By Nico Gallegos
Target Panic is a phenomenon experienced by many archers. There are three common ways people describe it:
- Involuntary flinching, clutching, twitching, or jerking.
- “Locking up” or “hitting a wall” as the archer tries to anchor or aim.
- Releasing the arrow prematurely, before coming to full anchor.
I have some published research to my credit and originally intended to conduct a full blown scientific research study. Instead I decided to explore this topic more informally. However to be somewhat thorough I am including a few references and have commented on them to enhance the conversation.
Because I was going to conduct a research study, I started collecting accounts of Target Panic from people experiencing it. This written description provides a rich glimpse of what it is like: Target Panic Description. There is a LOT in this description worth noting. I wanted you to hear something personal and first-hand before reading published articles that include editorial comments and suggestions.
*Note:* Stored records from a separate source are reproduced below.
//! Shared types for the relay server.
//!
//! This module defines:
//! - WebSocket stream aliases
//! - `Client`: an admitted peer and the write half of its connection

use std::fmt;
use std::net::SocketAddr;

use futures::stream::{SplitSink, SplitStream};
use futures::SinkExt;
use relay_core::{ClientId, Member};
use tokio::net::TcpStream;
use tokio::sync::Mutex;
use tokio_tungstenite::tungstenite::{self, Message};
use tokio_tungstenite::WebSocketStream;

pub type WsStream = WebSocketStream<TcpStream>;
pub type WsSink = SplitSink<WsStream, Message>;
pub type WsSource = SplitStream<WsStream>;

/// An admitted, connected peer.
///
/// Owns the write half of its WebSocket for its whole lifetime; the
/// read half stays with the connection task. The sink sits behind its
/// own mutex, so concurrent broadcasts only serialize per peer.
pub struct Client {
    member: Member,
    peer: SocketAddr,
    sink: Mutex<WsSink>,
}

impl Client {
    pub fn new(member: Member, peer: SocketAddr, sink: WsSink) -> Self {
        Client {
            member,
            peer,
            sink: Mutex::new(sink),
        }
    }

    pub fn id(&self) -> ClientId {
        self.member.id
    }

    pub fn name(&self) -> &str {
        &self.member.name
    }

    pub fn member(&self) -> &Member {
        &self.member
    }

    pub fn peer(&self) -> SocketAddr {
        self.peer
    }

    /// Hand one frame to the transport.
    pub async fn send(&self, frame: Message) -> Result<(), tungstenite::Error> {
        let mut sink = self.sink.lock().await;
        sink.send(frame).await
    }

    /// Send a close frame.
    pub async fn close(&self) -> Result<(), tungstenite::Error> {
        let mut sink = self.sink.lock().await;
        sink.close().await
    }
}

impl fmt::Debug for Client {
    fn fmt(&self, f: &mut fmt::Formatter<'_>) -> fmt::Result {
        f.debug_struct("Client")
            .field("id", &self.member.id)
            .field("name", &self.member.name)
            .field("peer", &self.peer)
            .finish()
    }
}
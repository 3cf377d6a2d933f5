//! JSON envelope codec.
//!
//! Client → server:
//!
//! ```text
//! {"op": "HELLO",          "message": <display name>}
//! {"op": "CREATE_MESSAGE", "message": <content string>}
//! ```
//!
//! Server → client:
//!
//! ```text
//! {"op": "HELLO",       "message": "ALLOWED" | "DISALLOWED"}
//! {"op": "ID_ASSIGN",   "message": <32 hex id>}
//! {"op": "NEW_MEMBER",  "message": {"client": {"id", "name"}}}
//! {"op": "NEW_MESSAGE", "message": {"client": {"id", "name"}, "content"}}
//! ```
//!
//! Decoding is strict: both fields must be present and the payload must
//! match the schema of its op. The server maps every decode error to the
//! same silent-discard path, but the variants stay distinct so callers
//! can log why a frame was dropped.

use relay_core::{ClientId, ClientRequest, HelloStatus, Member, ServerEvent};
use serde::de::DeserializeOwned;
use serde::Serialize;
use serde_json::{Map, Value};
use thiserror::Error;

use crate::wire_types::{
    op, Envelope, NewMemberPayload, NewMessagePayload, WireClient, HELLO_ALLOWED,
    HELLO_DISALLOWED,
};

/// Errors that can occur while decoding or encoding envelopes.
#[derive(Debug, Error)]
pub enum ProtocolError {
    /// Not valid JSON at all.
    #[error("malformed envelope: {0}")]
    Malformed(#[from] serde_json::Error),

    /// Valid JSON, but not a JSON object.
    #[error("envelope is not a JSON object")]
    NotAnObject,

    /// A required envelope field is absent.
    #[error("envelope is missing the `{0}` field")]
    MissingField(&'static str),

    /// `op` is present but is not a string.
    #[error("envelope `op` is not a string")]
    InvalidOp,

    /// `op` is a string this side of the protocol does not know.
    #[error("unknown operation `{0}`")]
    UnknownOp(String),

    /// Known op, but its `message` does not fit the schema.
    #[error("invalid `{op}` payload: {reason}")]
    InvalidPayload { op: &'static str, reason: String },
}

impl ProtocolError {
    /// True when the frame was well-formed but carried an op we do not
    /// handle, as opposed to being broken.
    pub fn is_unknown_op(&self) -> bool {
        matches!(self, ProtocolError::UnknownOp(_))
    }
}

// -----------------------------------------------------------------------------
// Client → server
// -----------------------------------------------------------------------------

/// Decode a client frame into a `ClientRequest`.
///
/// The `HELLO` display name is coerced to text: a JSON string is used as
/// is, any other value uses its compact JSON rendering.
pub fn decode_request(text: &str) -> Result<ClientRequest, ProtocolError> {
    let (op_tag, message) = split_envelope(text)?;

    match op_tag.as_str() {
        op::HELLO => {
            let name = match message {
                Value::String(s) => s,
                other => other.to_string(),
            };
            Ok(ClientRequest::Hello { name })
        }
        op::CREATE_MESSAGE => match message {
            Value::String(content) => Ok(ClientRequest::CreateMessage { content }),
            other => Err(ProtocolError::InvalidPayload {
                op: op::CREATE_MESSAGE,
                reason: format!("expected a string, got {}", json_kind(&other)),
            }),
        },
        _ => Err(ProtocolError::UnknownOp(op_tag)),
    }
}

/// Encode a `ClientRequest` as envelope text.
pub fn encode_request(request: &ClientRequest) -> Result<String, ProtocolError> {
    match request {
        ClientRequest::Hello { name } => to_envelope(op::HELLO, name),
        ClientRequest::CreateMessage { content } => to_envelope(op::CREATE_MESSAGE, content),
    }
}

// -----------------------------------------------------------------------------
// Server → client
// -----------------------------------------------------------------------------

/// Encode a `ServerEvent` as envelope text.
pub fn encode_event(event: &ServerEvent) -> Result<String, ProtocolError> {
    match event {
        ServerEvent::Hello(status) => {
            let message = match status {
                HelloStatus::Allowed => HELLO_ALLOWED,
                HelloStatus::Disallowed => HELLO_DISALLOWED,
            };
            to_envelope(op::HELLO, message)
        }
        ServerEvent::IdAssign(id) => to_envelope(op::ID_ASSIGN, id.to_string()),
        ServerEvent::NewMember(member) => to_envelope(
            op::NEW_MEMBER,
            NewMemberPayload {
                client: WireClient::from(member),
            },
        ),
        ServerEvent::NewMessage { from, content } => to_envelope(
            op::NEW_MESSAGE,
            NewMessagePayload {
                client: WireClient::from(from),
                content: content.clone(),
            },
        ),
    }
}

/// Decode a server frame into a `ServerEvent`.
///
/// Used by clients (and tests) to interpret what the relay sends.
pub fn decode_event(text: &str) -> Result<ServerEvent, ProtocolError> {
    let (op_tag, message) = split_envelope(text)?;

    match op_tag.as_str() {
        op::HELLO => match message.as_str() {
            Some(HELLO_ALLOWED) => Ok(ServerEvent::Hello(HelloStatus::Allowed)),
            Some(HELLO_DISALLOWED) => Ok(ServerEvent::Hello(HelloStatus::Disallowed)),
            _ => Err(ProtocolError::InvalidPayload {
                op: op::HELLO,
                reason: format!("unexpected status {}", message),
            }),
        },
        op::ID_ASSIGN => {
            let id = message
                .as_str()
                .ok_or_else(|| ProtocolError::InvalidPayload {
                    op: op::ID_ASSIGN,
                    reason: format!("expected a string, got {}", json_kind(&message)),
                })
                .and_then(|s| parse_id(op::ID_ASSIGN, s))?;
            Ok(ServerEvent::IdAssign(id))
        }
        op::NEW_MEMBER => {
            let payload: NewMemberPayload = from_payload(op::NEW_MEMBER, message)?;
            Ok(ServerEvent::NewMember(to_member(op::NEW_MEMBER, payload.client)?))
        }
        op::NEW_MESSAGE => {
            let payload: NewMessagePayload = from_payload(op::NEW_MESSAGE, message)?;
            Ok(ServerEvent::NewMessage {
                from: to_member(op::NEW_MESSAGE, payload.client)?,
                content: payload.content,
            })
        }
        _ => Err(ProtocolError::UnknownOp(op_tag)),
    }
}

// -----------------------------------------------------------------------------
// Helpers
// -----------------------------------------------------------------------------

/// Parse `text` as an envelope object and pull out `op` and `message`.
///
/// `message` must be present; an explicit `null` is accepted and left to
/// the per-op schema.
fn split_envelope(text: &str) -> Result<(String, Value), ProtocolError> {
    let value: Value = serde_json::from_str(text)?;
    let mut object: Map<String, Value> = match value {
        Value::Object(object) => object,
        _ => return Err(ProtocolError::NotAnObject),
    };

    let op_tag = match object.remove("op") {
        Some(Value::String(s)) => s,
        Some(_) => return Err(ProtocolError::InvalidOp),
        None => return Err(ProtocolError::MissingField("op")),
    };
    let message = object
        .remove("message")
        .ok_or(ProtocolError::MissingField("message"))?;

    Ok((op_tag, message))
}

fn to_envelope<T: Serialize>(op_tag: &str, message: T) -> Result<String, ProtocolError> {
    let envelope = Envelope {
        op: op_tag,
        message,
    };
    Ok(serde_json::to_string(&envelope)?)
}

fn from_payload<T: DeserializeOwned>(op_tag: &'static str, message: Value) -> Result<T, ProtocolError> {
    serde_json::from_value(message).map_err(|e| ProtocolError::InvalidPayload {
        op: op_tag,
        reason: e.to_string(),
    })
}

fn to_member(op_tag: &'static str, client: WireClient) -> Result<Member, ProtocolError> {
    let id = parse_id(op_tag, &client.id)?;
    Ok(Member::new(id, client.name))
}

fn parse_id(op_tag: &'static str, s: &str) -> Result<ClientId, ProtocolError> {
    s.parse::<ClientId>().map_err(|e| ProtocolError::InvalidPayload {
        op: op_tag,
        reason: format!("bad client id `{}`: {}", s, e),
    })
}

fn json_kind(value: &Value) -> &'static str {
    match value {
        Value::Null => "null",
        Value::Bool(_) => "a boolean",
        Value::Number(_) => "a number",
        Value::String(_) => "a string",
        Value::Array(_) => "an array",
        Value::Object(_) => "an object",
    }
}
This NY Times article is a comprehensive editorial piece: The Secret Curse of Expert Archers. What I find most interesting is the author’s claim that Target Panic could be psychological or neurological in nature. On the psychological front, the author notes that the anxiety people experience in response to Target Panic makes it worse. My favorite comment in this article is an appropriately cautionary one: a “cottage industry” of coaches, books, and accessories for cure have arisen in response to the phenomenon.
Here is a very entertaining article written by Ted Nugent: Conquering Target Panic. Ted talks to us like he’s our friend and he wants us to have hope. What strikes me the most about this article is that Ted suspects Target Panic as a major cause of people giving up on archery – so sad! The other major point to take away from Ted’s article is that like the coaches cited in the other articles, he normalizes Target Panic as a very common thing.
This is the best article of the bunch: Beating the Curse. It combines the down to earth writing style of the Nugent article with some very insightful technical information. For me though it is a little too emphatic in its emphasis on what the author calls “the real problem” (afraid to hit the middle and anticipation of the shot). The author spells out a very useful plan for battling Target Panic, albeit based on solving what he identifies as “the real problem.” If you are a Traditional Archer you’ll have to ignore the verbiage about “the trigger” and the (sight) “pin” in order to make use of his very sound advice. My favorite part of this article is Step 3 – Enforce The New Habit!
When you look at these four reference pieces some themes emerge:
- An initial period of good performance.
- A sudden and unexpected onset of Target Panic.
- A lack of control; an inability to stop doing something undesired or do something desired.
- Negative thoughts in response to the Target Panic.
I’ve struggled with Target Panic personally. Based on my experience I believe it can also be a stimulus-response problem. I became very good at shooting Compound Freestyle with a scope – I’ll never forget the day I shot a perfect 20 on the 70 yard walk up target – I won the Regional Championship that year! Shortly after that, I developed a flinching problem whenever I tried to center the spot in my scope. I found some effective strategies to manage the problem, but I had to constantly work at it and archery became a chore, lost a lot of its fun. Then I discovered that I did not have the problem if I shot a Traditional bow “instinctively” without a sight (see my Aiming Without a Sight post). Shooting this style brought the fun and passion back to archery for me, and allowed me to be competitive again, so I sold my compound bows and gear and made the switch. BUT, whenever I try to develop a more precise aiming method like “gapping” (again see the Aiming Without a Sight post) it comes back. Hence the stimulus-response theory. Like the person in the Target Panic Description, I also found that lowering my draw weight helped.
I also have a hunch that some personality types are more prone to this than others, but I’ll save that for another discussion.
If you have or in the future develop Target Panic I hope this post gives you enough information to find your way through it. As a coach, my fundamental advice to anyone trying to overcome a performance problem is:
- Face the Problem; it’s a puzzle to be solved, don’t allow negative thoughts get the best of you. Don’t hide it or pretend it’s not there or that it will magically go away. Call it something different – like mentioned in the NY Times article you don’t have to use the negative, loaded term Target Panic – you can be more descriptive: “I’m doing such and such to help me come to full anchor; I’m doing so and so to keep from releasing too soon,” etc.
- Play with Options; very rarely does one size fit all – experiment with solutions until you find one or more that work for you. There are a wide range of suggestions within these articles!
- Be in Process; things like this are rarely “cured” right away, sometimes not at all – adopt a process mindset and come up a with strategy you can “plug and play” whenever the problem rears it’s head – chances are it will re-emerge from time to time.